With slow progression of the underlying lung disease, the RV adapts by assembling new sarcomeres in parallel to increase wall thickness;4 therefore, the RV will take on a more spherical shape and resemble the LV.13 Once myocyte and chamber contractile dysfunction develop, the RV will begin to dilate and transit from concentric to eccentric hypertrophy. Further progression of the disease, or the presence of a stimulus triggering acute pulmonary vasoconstriction, may result in decompensated RV failure.
What Is the Etiology of Acute Pulmonary Hypertension?
The pulmonary vasculature is composed 40% of capillaries, 50% of arteries, and 10% of veins, whereby only arteries and veins are able to actively dilate and constrict SMCs. Physiologically, the release of endothelial cell-mediated vasodilators (NO, PGI2) maintains a low PVR. According to Poiseuilles law, PVR is inversely related to the fourth power of the radius of the pulmonary artery or arterioles. Therefore, even mild structural or functional narrowing of the pulmonary vasculature can increase PAP. Mediator-induced vasoconstriction or a loss of physiologic vasodilation will increase PVR and subsequently PAP. Important etiologic factors responsible for perioperative APH are shown in Table 17.3
Thrombi can be microscopic or macroscopic in size. Microscopic thrombi are a result of an imbalance between procoagulatory and anticoagulatory factors, often a consequence of endothelial damage or systemic coagulation. Sepsis and the acute respiratory distress syndrome (ARDS) are classic examples of microscopic thrombi, in which the increase in PAP is more gradual. This is in sharp contrast to macroscopic thrombi or emboli that can cause acute catastrophic obstruction and vasoconstriction, leading to acute right ventricular failure and cardiovascular collapse. The topic of pulmonary embolism is discussed in detail in Chapter 13.

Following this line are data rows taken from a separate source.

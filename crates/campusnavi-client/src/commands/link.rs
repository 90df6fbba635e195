//! Account linking commands.

use std::io::Write;

use tracing::info;

use campusnavi_providers::{CredentialStore, SchedulePipeline, link_account, unlink_account};

use crate::config::ClientConfig;
use crate::error::{ClientError, ClientResult};
use crate::secret;

/// Stores the credential from `url`, then fetches once to confirm it works.
pub async fn link(url: &str, config: &ClientConfig) -> ClientResult<()> {
    let store = super::credential_store(config);
    let pipeline = super::pipeline(config, store.clone())?;
    link_with(store.as_ref(), &pipeline, url, &mut std::io::stdout()).await
}

/// Forgets the linked credential.
pub fn unlink(config: &ClientConfig) -> ClientResult<()> {
    let store = super::credential_store(config);
    unlink_with(store.as_ref(), &mut std::io::stdout())
}

pub async fn link_with<W: Write>(
    store: &dyn CredentialStore,
    pipeline: &SchedulePipeline,
    url: &str,
    out: &mut W,
) -> ClientResult<()> {
    let url = secret::resolve(url).map_err(ClientError::Config)?;
    let credential = link_account(store, &url)?;
    writeln!(out, "Linked account {}.", credential.user_id())?;

    let items = pipeline.fetch_schedule().await?;
    info!(items = items.len(), "Verified linked account");
    writeln!(out, "Found {} scheduled item(s).", items.len())?;
    Ok(())
}

pub fn unlink_with<W: Write>(store: &dyn CredentialStore, out: &mut W) -> ClientResult<()> {
    unlink_account(store)?;
    writeln!(out, "Account unlinked.")?;
    Ok(())
}

#[cfg(test)]
mod tests {
    use super::*;
    use std::sync::Arc;

    use campusnavi_providers::{
        BoxFuture, Credential, ExportFetcher, FetchError, MemoryCredentialStore, ScheduleError,
    };

    struct FixedFetcher(&'static str);

    impl ExportFetcher for FixedFetcher {
        fn name(&self) -> &str {
            "fixed"
        }

        fn fetch_export<'a>(
            &'a self,
            _credential: &'a Credential,
        ) -> BoxFuture<'a, Result<String, FetchError>> {
            let body = self.0.to_string();
            Box::pin(async move { Ok(body) })
        }
    }

    const URL: &str =
        "https://ys.learnus.org/calendar/export_execute.php?userid=12345&authtoken=abc&preset_what=all";

    const FEED: &str = "BEGIN:VCALENDAR\r\nVERSION:2.0\r\n\
        BEGIN:VEVENT\r\nUID:1\r\nDTSTART:20250301T090000Z\r\nSUMMARY:CSI2101 Quiz\r\nEND:VEVENT\r\n\
        END:VCALENDAR\r\n";

    fn setup(body: &'static str) -> (Arc<MemoryCredentialStore>, SchedulePipeline) {
        let store = Arc::new(MemoryCredentialStore::new());
        let pipeline = SchedulePipeline::new(store.clone(), Arc::new(FixedFetcher(body)));
        (store, pipeline)
    }

    #[tokio::test]
    async fn link_stores_credential_and_verifies() {
        let (store, pipeline) = setup(FEED);
        let mut out = Vec::new();

        link_with(store.as_ref(), &pipeline, URL, &mut out).await.unwrap();

        let stored = store.get().unwrap().unwrap();
        assert_eq!(stored.user_id(), "12345");
        assert_eq!(
            String::from_utf8(out).unwrap(),
            "Linked account 12345.\nFound 1 scheduled item(s).\n"
        );
    }

    #[tokio::test]
    async fn link_rejects_url_without_token() {
        let (store, pipeline) = setup(FEED);
        let err = link_with(
            store.as_ref(),
            &pipeline,
            "https://ys.learnus.org/calendar/export_execute.php?userid=12345",
            &mut Vec::new(),
        )
        .await
        .unwrap_err();

        assert!(matches!(err, ClientError::Schedule(ScheduleError::InvalidLinkUrl(_))));
        assert!(store.get().unwrap().is_none());
    }

    #[tokio::test]
    async fn expired_verification_keeps_credential() {
        let (store, pipeline) = setup("<html>login</html>");
        let err = link_with(store.as_ref(), &pipeline, URL, &mut Vec::new())
            .await
            .unwrap_err();

        assert!(err.suggests_relink());
        assert!(store.get().unwrap().is_some());
    }

    #[tokio::test]
    async fn link_resolves_env_reference() {
        unsafe {
            std::env::set_var("_CAMPUSNAVI_TEST_LINK_URL", URL);
        }
        let (store, pipeline) = setup(FEED);
        link_with(store.as_ref(), &pipeline, "env::_CAMPUSNAVI_TEST_LINK_URL", &mut Vec::new())
            .await
            .unwrap();
        unsafe {
            std::env::remove_var("_CAMPUSNAVI_TEST_LINK_URL");
        }

        assert_eq!(store.get().unwrap().unwrap().auth_token(), "abc");
    }

    #[test]
    fn unlink_clears_store() {
        let store = MemoryCredentialStore::with_credential(Credential::new("1", "t").unwrap());
        let mut out = Vec::new();

        unlink_with(&store, &mut out).unwrap();

        assert!(store.get().unwrap().is_none());
        assert_eq!(String::from_utf8(out).unwrap(), "Account unlinked.\n");
    }
}
//! HTTP client for the LearnUs calendar export.

use reqwest::Client;
use tracing::{debug, trace, warn};

use crate::credential::Credential;
use crate::error::{FetchError, ScheduleError, ScheduleResult};
use crate::fetcher::{BoxFuture, ExportFetcher};

use super::config::LearnUsConfig;

/// Fetches calendar exports straight from the LearnUs endpoint.
///
/// Redirects are followed; a login redirect therefore shows up as a `200`
/// with an HTML body, which the pipeline turns into
/// [`ScheduleError::AuthExpired`].
pub struct LearnUsClient {
    client: Client,
    config: LearnUsConfig,
}

impl LearnUsClient {
    pub fn new(config: LearnUsConfig) -> ScheduleResult<Self> {
        let client = Client::builder()
            .timeout(config.timeout)
            .user_agent(&config.user_agent)
            .build()
            .map_err(|e| ScheduleError::Transport(format!("failed to create HTTP client: {e}")))?;

        Ok(Self { client, config })
    }

    pub fn config(&self) -> &LearnUsConfig {
        &self.config
    }

    async fn get(&self, credential: &Credential) -> Result<String, FetchError> {
        let url = self
            .config
            .request_url(credential.user_id(), credential.auth_token());

        trace!(endpoint = %self.config.export_url, user_id = %credential.user_id(), "Sending export request");

        let response = self
            .client
            .get(url)
            .send()
            .await
            .map_err(|e| FetchError::Transport(e.without_url().to_string()))?;

        let status = response.status();
        debug!(status = %status, final_host = ?response.url().host_str(), "Received export response");

        if !status.is_success() {
            warn!(status = %status, "Export endpoint returned an error status");
            return Err(FetchError::Status {
                status: status.as_u16(),
            });
        }

        response
            .text()
            .await
            .map_err(|e| FetchError::Transport(format!("failed to read response: {}", e.without_url())))
    }
}

impl ExportFetcher for LearnUsClient {
    fn name(&self) -> &str {
        "learnus"
    }

    fn fetch_export<'a>(
        &'a self,
        credential: &'a Credential,
    ) -> BoxFuture<'a, Result<String, FetchError>> {
        Box::pin(self.get(credential))
    }
}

TABLE 17.3 Etiology of Perioperative Pulmonary Hypertension
Those undergoing CPB represent a unique subset of patients, in whom the development of pulmonary hypertension is actually a predictor of long-term mortality and myocardial infarction.11 Organ damage after CPB is produced by two closely related mechanisms: Systemic inflammatory response syndrome (SIRS) and ischemia/reperfusion injury. The SIRS is triggered by the exposure of blood to the large synthetic contact surfaces of the extracorporeal circulation, whereas ischemia/reperfusion injury triggers effects mainly in the heart and lungs.14,15,16 The pulmonary endothelium has a central role in the pathophysiology of APH.17 The endothelial cells modulate pulmonary vascular tone through the release of endothelium-derived, constricting factor (EDCF) and endothelium-derived relaxing factors (EDRFs), including endothelin-1, NO, and prostacyclin.18 Injury will cause an imbalance between these factors and an increased production of the very potent vasoconstrictor, endothelin-1.